Information supplied:
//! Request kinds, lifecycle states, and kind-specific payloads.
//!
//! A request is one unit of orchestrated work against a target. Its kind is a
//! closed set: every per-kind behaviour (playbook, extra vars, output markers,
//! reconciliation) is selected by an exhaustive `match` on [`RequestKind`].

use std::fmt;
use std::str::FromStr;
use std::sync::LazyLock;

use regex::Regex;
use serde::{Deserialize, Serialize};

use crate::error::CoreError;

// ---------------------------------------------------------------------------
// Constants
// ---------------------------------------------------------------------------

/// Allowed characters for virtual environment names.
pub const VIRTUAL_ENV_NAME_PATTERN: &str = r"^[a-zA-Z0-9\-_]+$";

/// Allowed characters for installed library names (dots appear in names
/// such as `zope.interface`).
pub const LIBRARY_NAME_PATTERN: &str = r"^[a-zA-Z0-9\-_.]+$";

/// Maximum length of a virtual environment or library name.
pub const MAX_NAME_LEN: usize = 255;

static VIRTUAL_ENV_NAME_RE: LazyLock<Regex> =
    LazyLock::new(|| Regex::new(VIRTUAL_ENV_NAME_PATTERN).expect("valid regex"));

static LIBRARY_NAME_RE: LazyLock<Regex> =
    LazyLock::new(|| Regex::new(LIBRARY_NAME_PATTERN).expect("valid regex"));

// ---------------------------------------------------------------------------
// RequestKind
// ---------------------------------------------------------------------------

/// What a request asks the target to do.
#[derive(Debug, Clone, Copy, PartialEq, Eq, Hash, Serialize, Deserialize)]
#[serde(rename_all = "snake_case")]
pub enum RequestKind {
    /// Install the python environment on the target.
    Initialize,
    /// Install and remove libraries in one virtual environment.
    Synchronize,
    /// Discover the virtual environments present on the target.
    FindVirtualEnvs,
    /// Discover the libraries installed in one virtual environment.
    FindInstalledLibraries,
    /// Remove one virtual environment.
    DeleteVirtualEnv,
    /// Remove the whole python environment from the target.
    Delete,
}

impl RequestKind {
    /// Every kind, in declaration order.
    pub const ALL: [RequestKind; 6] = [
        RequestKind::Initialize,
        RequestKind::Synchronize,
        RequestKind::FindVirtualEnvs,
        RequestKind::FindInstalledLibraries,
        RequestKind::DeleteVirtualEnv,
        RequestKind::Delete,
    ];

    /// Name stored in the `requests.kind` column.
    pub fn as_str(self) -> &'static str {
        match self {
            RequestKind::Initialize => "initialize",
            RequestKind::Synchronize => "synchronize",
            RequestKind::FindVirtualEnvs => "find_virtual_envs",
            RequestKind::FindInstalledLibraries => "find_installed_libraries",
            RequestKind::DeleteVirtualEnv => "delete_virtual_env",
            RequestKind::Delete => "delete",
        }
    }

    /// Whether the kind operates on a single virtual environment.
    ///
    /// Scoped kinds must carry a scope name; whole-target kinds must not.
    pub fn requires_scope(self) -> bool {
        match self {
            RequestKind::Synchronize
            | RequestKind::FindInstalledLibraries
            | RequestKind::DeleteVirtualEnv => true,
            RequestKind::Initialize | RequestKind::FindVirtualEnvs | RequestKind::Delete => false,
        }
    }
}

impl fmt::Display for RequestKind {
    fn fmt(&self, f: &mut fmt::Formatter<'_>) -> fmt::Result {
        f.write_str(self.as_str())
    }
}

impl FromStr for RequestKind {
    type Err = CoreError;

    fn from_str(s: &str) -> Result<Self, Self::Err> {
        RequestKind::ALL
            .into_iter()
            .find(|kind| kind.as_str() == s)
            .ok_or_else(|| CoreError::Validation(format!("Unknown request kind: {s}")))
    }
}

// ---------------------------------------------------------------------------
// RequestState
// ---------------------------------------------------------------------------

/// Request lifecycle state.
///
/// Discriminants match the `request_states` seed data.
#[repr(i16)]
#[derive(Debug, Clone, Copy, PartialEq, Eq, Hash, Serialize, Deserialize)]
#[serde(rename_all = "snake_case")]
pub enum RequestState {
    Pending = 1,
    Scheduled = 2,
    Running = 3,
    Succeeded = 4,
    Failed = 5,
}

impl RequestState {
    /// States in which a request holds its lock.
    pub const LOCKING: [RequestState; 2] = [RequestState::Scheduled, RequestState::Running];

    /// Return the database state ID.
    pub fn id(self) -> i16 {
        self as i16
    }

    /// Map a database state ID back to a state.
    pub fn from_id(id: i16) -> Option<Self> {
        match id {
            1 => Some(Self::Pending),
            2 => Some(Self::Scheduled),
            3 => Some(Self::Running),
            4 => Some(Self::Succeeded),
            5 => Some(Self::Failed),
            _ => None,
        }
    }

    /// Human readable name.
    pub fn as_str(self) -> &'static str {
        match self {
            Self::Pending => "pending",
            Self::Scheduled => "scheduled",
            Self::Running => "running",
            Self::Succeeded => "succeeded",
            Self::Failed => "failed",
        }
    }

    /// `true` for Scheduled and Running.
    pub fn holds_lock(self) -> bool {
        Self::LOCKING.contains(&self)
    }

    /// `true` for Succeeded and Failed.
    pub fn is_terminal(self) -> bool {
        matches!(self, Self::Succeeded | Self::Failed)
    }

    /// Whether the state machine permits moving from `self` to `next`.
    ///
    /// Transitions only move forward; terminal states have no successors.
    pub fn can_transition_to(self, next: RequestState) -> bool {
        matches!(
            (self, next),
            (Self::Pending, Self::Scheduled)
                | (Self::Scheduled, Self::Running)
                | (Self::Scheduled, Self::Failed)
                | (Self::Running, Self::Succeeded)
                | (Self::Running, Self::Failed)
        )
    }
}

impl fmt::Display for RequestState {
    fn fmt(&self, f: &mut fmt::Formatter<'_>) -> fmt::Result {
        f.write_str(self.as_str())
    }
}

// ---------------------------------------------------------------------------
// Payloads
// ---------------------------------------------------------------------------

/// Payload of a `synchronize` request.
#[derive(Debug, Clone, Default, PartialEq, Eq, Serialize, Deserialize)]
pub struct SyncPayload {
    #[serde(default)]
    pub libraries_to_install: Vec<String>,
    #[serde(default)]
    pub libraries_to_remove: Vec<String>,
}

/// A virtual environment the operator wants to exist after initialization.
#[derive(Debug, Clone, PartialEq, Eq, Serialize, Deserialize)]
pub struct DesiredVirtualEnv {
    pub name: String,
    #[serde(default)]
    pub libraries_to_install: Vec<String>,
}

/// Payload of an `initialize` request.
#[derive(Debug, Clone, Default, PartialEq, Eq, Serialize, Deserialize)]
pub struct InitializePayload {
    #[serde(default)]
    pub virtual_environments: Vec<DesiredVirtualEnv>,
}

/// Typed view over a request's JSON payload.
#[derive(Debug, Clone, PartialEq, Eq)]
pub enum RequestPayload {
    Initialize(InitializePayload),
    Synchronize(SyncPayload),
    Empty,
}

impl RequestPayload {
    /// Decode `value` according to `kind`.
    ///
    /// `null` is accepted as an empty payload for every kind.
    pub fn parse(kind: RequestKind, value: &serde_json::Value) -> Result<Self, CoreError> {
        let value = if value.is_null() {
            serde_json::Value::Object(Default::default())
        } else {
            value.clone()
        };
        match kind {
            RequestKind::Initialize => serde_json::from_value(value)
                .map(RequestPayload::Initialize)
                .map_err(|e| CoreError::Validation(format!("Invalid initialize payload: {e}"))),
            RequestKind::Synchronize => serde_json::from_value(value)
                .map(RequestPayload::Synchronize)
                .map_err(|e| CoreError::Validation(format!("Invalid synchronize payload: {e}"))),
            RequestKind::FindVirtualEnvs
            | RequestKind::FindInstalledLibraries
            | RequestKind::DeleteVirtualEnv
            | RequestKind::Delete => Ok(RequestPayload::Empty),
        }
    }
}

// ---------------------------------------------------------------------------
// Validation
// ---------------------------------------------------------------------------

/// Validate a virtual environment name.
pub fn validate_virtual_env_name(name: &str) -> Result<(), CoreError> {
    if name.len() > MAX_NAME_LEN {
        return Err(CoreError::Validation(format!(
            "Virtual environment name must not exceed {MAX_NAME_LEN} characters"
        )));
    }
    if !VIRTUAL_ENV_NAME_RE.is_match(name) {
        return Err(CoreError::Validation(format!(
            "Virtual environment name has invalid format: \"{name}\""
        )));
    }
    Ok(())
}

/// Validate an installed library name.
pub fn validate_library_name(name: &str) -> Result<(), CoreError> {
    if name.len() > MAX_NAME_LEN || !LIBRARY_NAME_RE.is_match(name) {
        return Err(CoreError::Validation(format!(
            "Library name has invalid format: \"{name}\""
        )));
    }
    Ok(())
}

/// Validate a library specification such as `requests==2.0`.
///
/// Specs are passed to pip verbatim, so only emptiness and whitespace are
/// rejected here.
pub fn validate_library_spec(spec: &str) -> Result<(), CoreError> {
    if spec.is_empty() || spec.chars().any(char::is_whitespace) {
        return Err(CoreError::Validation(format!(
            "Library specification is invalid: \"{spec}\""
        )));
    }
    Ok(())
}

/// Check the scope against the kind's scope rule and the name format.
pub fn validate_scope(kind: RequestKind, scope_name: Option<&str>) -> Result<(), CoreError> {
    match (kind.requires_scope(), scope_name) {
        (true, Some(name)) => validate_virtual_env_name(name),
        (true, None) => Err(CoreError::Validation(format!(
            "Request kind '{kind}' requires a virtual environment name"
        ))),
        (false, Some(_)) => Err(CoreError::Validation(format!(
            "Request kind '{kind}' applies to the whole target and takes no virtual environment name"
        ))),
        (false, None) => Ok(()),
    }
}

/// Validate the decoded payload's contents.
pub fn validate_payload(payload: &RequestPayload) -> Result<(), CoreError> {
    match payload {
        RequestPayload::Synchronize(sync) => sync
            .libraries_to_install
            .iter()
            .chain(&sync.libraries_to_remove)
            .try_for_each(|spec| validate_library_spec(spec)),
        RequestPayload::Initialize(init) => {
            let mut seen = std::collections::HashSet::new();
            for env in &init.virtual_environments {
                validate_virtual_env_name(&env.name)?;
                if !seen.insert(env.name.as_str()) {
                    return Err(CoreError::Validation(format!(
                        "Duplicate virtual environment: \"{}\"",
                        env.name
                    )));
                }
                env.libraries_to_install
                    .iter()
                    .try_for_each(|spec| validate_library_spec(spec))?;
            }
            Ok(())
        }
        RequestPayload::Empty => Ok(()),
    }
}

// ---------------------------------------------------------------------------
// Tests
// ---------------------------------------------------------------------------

--

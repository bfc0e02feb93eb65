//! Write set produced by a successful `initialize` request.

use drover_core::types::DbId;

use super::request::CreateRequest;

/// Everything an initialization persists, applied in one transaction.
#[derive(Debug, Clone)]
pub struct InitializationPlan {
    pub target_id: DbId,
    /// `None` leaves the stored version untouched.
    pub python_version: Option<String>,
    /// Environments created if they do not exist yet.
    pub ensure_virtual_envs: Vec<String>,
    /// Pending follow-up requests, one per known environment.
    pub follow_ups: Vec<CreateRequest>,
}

Required work:
Lines with "DbId": copy every one of them from the listing above.

Task answer:
use drover_core::types::DbId;
    pub target_id: DbId,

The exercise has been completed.